Ainsi bien des auteurs ont enseigné longtemps qu’un prêtre, pourvu qu’il n’eût pas pris les ablutions et que nul autre prêtre ne fût présent, pouvait célébrer une seconde messe, pour bénir un mariage, ou pour des funérailles ; pour l’arrivée inopinée d’un certain nombre de pèlerins ou de quelque illustre personnage, qui tiendrait à assister à l’oblation du saint sacrifice, et cela même les jours non fériés ; ou bien encore pour communier un moribond en viatique, ou lorsque plusieurs offices concourent le même jour, par exemple une fête et une vigile, ou les rogations, ou des anniversaires pour les défunts. Cf. Durand de Mende, Ralionale, 1. IV, c. i, n. 25, Lyon, 1672, p. 91 ; Suarez, In 111**, disp. LXXX, sect. iii, n. 4, Paris, 1861, t. xxi, p. 775. Mais aujourd’hui ces raisons ne sont plus regardées comme valables. Les canonistes anciens interprétaient avec la Glose du c. Consuluisti le décret d’Innocent III dans le sens de l’utilité des fidèles. Mais après le concile de Trente et surtout depuis les déclarations de Benoit X IV, on l’a entendu d’une réelle nécessité de biner pour que le peuple chrétien pût satisfaire au précepte d’entendre la messe les dimanches et jours de fête d’obligation.

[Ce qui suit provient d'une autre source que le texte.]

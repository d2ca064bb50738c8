use std::collections::BTreeSet;

use serde::Serialize;
use skyfare_core::Flight;

use crate::criteria::FilterCriteria;

/// Choices the filter panel offers for the current result set.
#[derive(Debug, Clone, PartialEq, Serialize)]
pub struct FilterFacets {
    /// Distinct carriers, alphabetical.
    pub airlines: Vec<String>,
    pub min_price: f64,
    pub max_price: f64,
}

impl FilterFacets {
    /// `None` for an empty result set.
    pub fn from_flights(flights: &[Flight]) -> Option<Self> {
        if flights.is_empty() {
            return None;
        }

        let airlines: BTreeSet<&str> = flights.iter().map(|f| f.airline.as_str()).collect();
        let min_price = flights.iter().map(|f| f.price).fold(f64::INFINITY, f64::min);
        let max_price = flights.iter().map(|f| f.price).fold(f64::NEG_INFINITY, f64::max);

        Some(Self {
            airlines: airlines.into_iter().map(str::to_string).collect(),
            min_price,
            max_price,
        })
    }

    /// Adjust criteria after a new fetch: the price ceiling opens up to the
    /// most expensive flight, held at `cap` when one is configured, and a
    /// carrier selection survives only if that carrier is still offered.
    /// Sort and stop selection are kept.
    pub fn reconcile(&self, criteria: &FilterCriteria, cap: Option<f64>) -> FilterCriteria {
        let airline = criteria
            .airline
            .as_ref()
            .filter(|name| self.airlines.iter().any(|a| a == *name))
            .cloned();

        FilterCriteria {
            airline,
            max_price: Some(cap.map_or(self.max_price, |cap| cap.min(self.max_price))),
            ..criteria.clone()
        }
    }
}
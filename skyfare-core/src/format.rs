//! Display helpers shared by every view. All functions are pure; instants are
//! shifted into the caller's display offset before formatting.

use chrono::{DateTime, Duration, FixedOffset, NaiveDate, Utc};

/// `HH:MM`, 24-hour clock.
pub fn format_time(instant: DateTime<Utc>, offset: FixedOffset) -> String {
    instant.with_timezone(&offset).format("%H:%M").to_string()
}

/// `DD.MM.YYYY`.
pub fn format_date(instant: DateTime<Utc>, offset: FixedOffset) -> String {
    instant.with_timezone(&offset).format("%d.%m.%Y").to_string()
}

/// `2 November 2026, 07:30`.
pub fn format_long_date(instant: DateTime<Utc>, offset: FixedOffset) -> String {
    instant.with_timezone(&offset).format("%-d %B %Y, %H:%M").to_string()
}

pub fn currency_symbol(code: &str) -> &str {
    match code {
        "TRY" => "₺",
        "USD" => "$",
        "EUR" => "€",
        "GBP" => "£",
        other => other,
    }
}

/// Amount with `.` thousands grouping, followed by the currency symbol.
/// Whole amounts drop the decimal part: `1.250 ₺`, `1.250,50 ₺`.
pub fn format_price(amount: f64, currency: &str) -> String {
    let cents = (amount.abs() * 100.0).round() as u64;
    let whole = group_thousands(cents / 100);
    let fraction = cents % 100;
    let sign = if amount < 0.0 && cents > 0 { "-" } else { "" };

    if fraction == 0 {
        format!("{}{} {}", sign, whole, currency_symbol(currency))
    } else {
        format!("{}{},{:02} {}", sign, whole, fraction, currency_symbol(currency))
    }
}

fn group_thousands(value: u64) -> String {
    let digits = value.to_string();
    let mut out = String::with_capacity(digits.len() + digits.len() / 3);
    for (i, ch) in digits.chars().enumerate() {
        if i > 0 && (digits.len() - i) % 3 == 0 {
            out.push('.');
        }
        out.push(ch);
    }
    out
}

/// `2h 15m`. Negative spans render as zero.
pub fn format_duration(span: Duration) -> String {
    let minutes = span.num_minutes().max(0);
    format!("{}h {}m", minutes / 60, minutes % 60)
}

pub fn stops_label(stops: u32) -> String {
    match stops {
        0 => "Direct".to_string(),
        1 => "1 stop".to_string(),
        n => format!("{} stops", n),
    }
}

/// Whole days from `today` until `date`; negative when the date has passed.
pub fn days_until(date: NaiveDate, today: NaiveDate) -> i64 {
    (date - today).num_days()
}
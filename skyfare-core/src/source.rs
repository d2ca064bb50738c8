use async_trait::async_trait;

use crate::search::SearchQuery;

/// Anything that can answer a flight search with a raw JSON payload.
///
/// The payload is decoded by the caller, so a source that returns the wrong
/// shape is reported as malformed rather than failing here.
#[async_trait]
pub trait FlightSource: Send + Sync {
    async fn fetch(&self, query: &SearchQuery) -> Result<serde_json::Value, SourceError>;

    /// Short label used in logs.
    fn name(&self) -> &'static str;
}

#[derive(Debug, thiserror::Error)]
pub enum SourceError {
    #[error("Transport failure: {0}")]
    Transport(String),

    #[error("Flight source unavailable: {0}")]
    Unavailable(String),

    #[error("Payload could not be decoded: {0}")]
    Decode(String),
}

impl From<std::io::Error> for SourceError {
    fn from(err: std::io::Error) -> Self {
        SourceError::Transport(err.to_string())
    }
}

impl From<serde_json::Error> for SourceError {
    fn from(err: serde_json::Error) -> Self {
        SourceError::Decode(err.to_string())
    }
}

Assurément, les canonistes contemporains reconnaissent encore au prêtre, qui n’a pas pris les ablutions, le droit de dire une seconde messe, s’il était nécessaire de consacrer une hostie pour communier un moribond en viatique. C’est évidemment un cas de nécessité urgente. Mais, dans la pratique actuelle, ce cas est extraordinaire et presque chimérique. On garde généralement dans toutes les églises des hosties consacrées. Si par hasard il n’y en avait pas, il iaudrait supposer que le prêtre est appelé à donner le viatique, lorsqu’il est à l’autel, achevant sa messe, et, dans le court intervalle qui sépare la communion sous l’espèce du pain consacré et la purification du calice. En effet, s’il est prévenu avant la consécration, il consacrera une petite hostie ; si c’est après la consécration, mais avant la communion, il réservera pour le moribond une parcelle de la grande hostie. D’autre part, suivant l’enseignement de beaucoup de canonistes, dès qu’il n’est plus à jeun, il ne lui est plus permis de dire une seconde messe, même pour pouvoir communier un malade en viatique. Voir de Lugo, De eucharistia, disp. XV, n. 68 ; Suarez, In III"*, disp. LXVIII, sect. v, n. 5 ; S. Alphonse, Theologia moralis, 1. VI, n. 286 ; Benoit XIV, De sacri/icio missse, sect. il, n. 100, Louvain, 1762, t. ii, p. 164 ; S. Many, Præle ctiones de missa, Paris, 1903, p. 312-344. Toutefois, si le cas se présentait, le prêtre ne prendrait pas les ablutions de la première messe et en célébrerait une seconde.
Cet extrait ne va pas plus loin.